Fresh Del Monte signs on to Pacific Coast Food Waste Commitment
The Pacific Coast Food Waste Commitment (PCFWC) has announced that Fresh Del Monte is the first grower to sign on to its goal of reducing and preventing food waste by 50% along the West Coast of the United States by 2030 as a climate change solution.
The partnership builds on the long-standing efforts of the company to reduce food loss and waste throughout its operations while continuing its globally recognized work in sustainability. In 2021, Fresh Del Monte diverted 95% of its food waste from landfill and reduced the total amount of its food waste produced by 13% from the previous year.
The PCFWC is one of the largest public-private partnerships dedicated to food waste reduction, bringing together food businesses and local jurisdictions on the West Coast to reduce food waste in accordance with national and international sustainability targets.
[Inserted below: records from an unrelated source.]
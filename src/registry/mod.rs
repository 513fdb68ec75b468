//! Builds the prompt command tree from configuration.
//!
//! Every `[commands.<group>.<command>]` entry becomes a [`PromptCommand`]
//! holding its own copies of the group name, command name and system prompt.
//! All commands share one action, [`PromptCommand::execute`], which receives
//! the leaf data and the user's text explicitly.
//!
//! Building never fails. Misconfigured entries are logged and still listed so
//! `--help` can show them; they fail when invoked.

use std::collections::BTreeMap;
use std::rc::Rc;
use tracing::{info, warn};

use crate::config::PromptDefinition;
use crate::error::PromptError;
use crate::output::Renderer;
use crate::relay::StreamRelay;
use crate::transport::CompletionTransport;

/// Group → command → prompt, as read from configuration.
pub type CommandTree = BTreeMap<String, BTreeMap<String, PromptDefinition>>;

/// A runnable `<group> <command>` entry.
#[derive(Debug, Clone, PartialEq, Eq)]
pub struct PromptCommand {
    pub group: String,
    pub name: String,
    /// Sent as the system message. Doubles as help text.
    pub system_prompt: String,
}

/// A top-level command grouping related prompt commands.
#[derive(Debug, Clone, PartialEq, Eq)]
pub struct CommandGroup {
    pub name: String,
    pub usage: String,
    pub commands: Vec<PromptCommand>,
}

impl CommandGroup {
    pub fn command(&self, name: &str) -> Option<&PromptCommand> {
        self.commands.iter().find(|c| c.name == name)
    }
}

/// The built command tree plus the relay its commands stream through.
pub struct CommandRegistry {
    groups: Vec<CommandGroup>,
    relay: Option<StreamRelay>,
}

impl CommandRegistry {
    /// Builds one group per configured group and one command per entry.
    ///
    /// Groups and commands come out sorted by name. Without a transport the
    /// registry is empty: only built-in commands will be available.
    pub fn build(tree: &CommandTree, transport: Option<Rc<dyn CompletionTransport>>) -> Self {
        let Some(transport) = transport else {
            warn!("Completion client is not initialized");
            return Self::empty();
        };

        if tree.is_empty() {
            warn!("No commands found in configuration");
        }

        let groups = tree
            .iter()
            .map(|(group, entries)| {
                if entries.is_empty() {
                    warn!("No subcommands found for main command '{group}'");
                }
                let commands = entries
                    .iter()
                    .map(|(name, definition)| {
                        if definition.system_prompt.is_empty() {
                            warn!("System prompt is empty for {group}/{name}");
                        }
                        PromptCommand {
                            group: group.clone(),
                            name: name.clone(),
                            system_prompt: definition.system_prompt.clone(),
                        }
                    })
                    .collect();
                CommandGroup {
                    name: group.clone(),
                    usage: format!("Run {group} prompts"),
                    commands,
                }
            })
            .collect();

        Self {
            groups,
            relay: Some(StreamRelay::new(transport)),
        }
    }

    /// A registry with no prompt commands.
    pub fn empty() -> Self {
        Self {
            groups: Vec::new(),
            relay: None,
        }
    }

    /// Applies an idle timeout to every command's stream.
    pub fn with_idle_timeout(mut self, timeout: Option<std::time::Duration>) -> Self {
        self.relay = self.relay.map(|r| r.with_idle_timeout(timeout));
        self
    }

    pub fn groups(&self) -> &[CommandGroup] {
        &self.groups
    }

    pub fn is_empty(&self) -> bool {
        self.groups.is_empty()
    }

    pub fn find(&self, group: &str, command: &str) -> Option<&PromptCommand> {
        self.groups
            .iter()
            .find(|g| g.name == group)
            .and_then(|g| g.command(command))
    }

    /// Runs `<group> <command>` with the user's text.
    ///
    /// Returns `None` when no such command exists.
    pub async fn invoke(
        &self,
        group: &str,
        command: &str,
        user_input: Option<&str>,
        renderer: &mut dyn Renderer,
    ) -> Option<Result<(), PromptError>> {
        let relay = self.relay.as_ref()?;
        let command = self.find(group, command)?;
        Some(command.execute(relay, user_input, renderer).await)
    }
}

impl PromptCommand {
    /// Validates the command and the user's text, then streams the response.
    ///
    /// Validation failures return before the transport is contacted.
    pub async fn execute(
        &self,
        relay: &StreamRelay,
        user_input: Option<&str>,
        renderer: &mut dyn Renderer,
    ) -> Result<(), PromptError> {
        info!("Running command: {}/{}", self.group, self.name);

        if self.system_prompt.is_empty() {
            warn!("No prompt text provided for {}/{}", self.group, self.name);
            return Err(PromptError::MisconfiguredCommand {
                group: self.group.clone(),
                command: self.name.clone(),
            });
        }

        let Some(user_prompt) = user_input.map(str::trim).filter(|s| !s.is_empty()) else {
            warn!("No user prompt provided for {}/{}", self.group, self.name);
            renderer.render_usage(&self.group, &self.name);
            return Err(PromptError::MissingUserInput {
                group: self.group.clone(),
                command: self.name.clone(),
            });
        };

        renderer.render_system_prompt(&self.system_prompt);
        let result = relay
            .relay(&self.system_prompt, user_prompt, renderer)
            .await;
        renderer.render_separator();

        result.map_err(|err| {
            info!("Error from completion client: {err}");
            PromptError::from(err)
        })
    }
}

#[cfg(test)]
mod tests;
//! Model resolution logic for ai.
//!
//! Resolves which provider and model to use based on CLI flags, config file,
//! and hardcoded defaults. Supports `provider/model` shorthand syntax.

use anyhow::Result;

use super::kind::{default_model_for, ProviderKind};
use crate::config::Config;
use crate::constants::DEFAULT_PROVIDER;

/// Resolved provider + model pair.
#[derive(Debug, Clone, PartialEq, Eq)]
pub struct ModelSelection {
    pub provider: ProviderKind,
    pub model: String,
}

/// Resolve which provider and model to use.
/// Priority: CLI flags > `<PROVIDER>_MODEL` > config.toml > defaults.
///
/// Accepts these formats:
///   --model anthropic/claude-sonnet-4-6  (provider/model shorthand, only when --provider is omitted)
///   --provider openrouter --model "org/model-name"  (slash preserved as model name)
///   --provider anthropic  (uses the configured or provider's default model)
///   (nothing)  (uses config.toml, then hardcoded default)
pub fn resolve_model(
    cli_provider: Option<&str>,
    cli_model: Option<&str>,
    config: &Config,
) -> Result<ModelSelection> {
    if cli_provider.is_none() {
        if let Some((provider, model)) = cli_model.and_then(split_shorthand) {
            return Ok(ModelSelection {
                provider,
                model: model.to_string(),
            });
        }
    }

    // A shorthand global model picks the provider when nothing else does
    let config_shorthand = config.model.as_deref().and_then(split_shorthand);

    let provider = match cli_provider.or(config.provider_name()) {
        Some(name) => name.parse::<ProviderKind>()?,
        None => match config_shorthand {
            Some((provider, _)) => provider,
            None => DEFAULT_PROVIDER.parse::<ProviderKind>()?,
        },
    };

    let model = match cli_model {
        Some(model) => model.to_string(),
        None => match config.model_for(provider.name()) {
            Some(model) => match split_shorthand(&model) {
                Some((prefix, name)) if prefix == provider => name.to_string(),
                _ => model.clone(),
            },
            None => default_model_for(provider).to_string(),
        },
    };

    Ok(ModelSelection { provider, model })
}

/// Splits `provider/model` when the prefix names a known provider.
fn split_shorthand(model: &str) -> Option<(ProviderKind, &str)> {
    let (prefix, name) = model.split_once('/')?;
    let provider = prefix.parse().ok()?;
    Some((provider, name))
}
Fresh Del Monte's participation will enhance the efforts of the PCFWC through their work to reduce food waste throughout their own operations and through their influence on suppliers and other partners throughout the value chain.
Food waste is a key driver of the climate crisis and is responsible for 4% of all greenhouse gas emissions in the U.S. – the same amount generated by 21% of cars on the road.
Importantly, this announcement will pave the way for collaboration among other food brands on the West Coast and sends a strong signal to the industry that when businesses work together through the sharing of data and best practices in a pre-competitive format, overall progress will happen much faster.
"Sustainability is woven into the fabric of everything we do at Fresh Del Monte Produce Inc., and mitigating food waste has always been an important part of that," said Hans Sauter, SVP of Research and Development and Chief Sustainability Officer at Fresh Del Monte.
"We're thrilled to join the PCFWC and to work collaboratively with other signatories across the Pacific Coast — a region that is particularly special to us because of our farming and processing facilities in California and Arizona and our use of Port Hueneme in California, which is one of our most important logistical hubs in North America."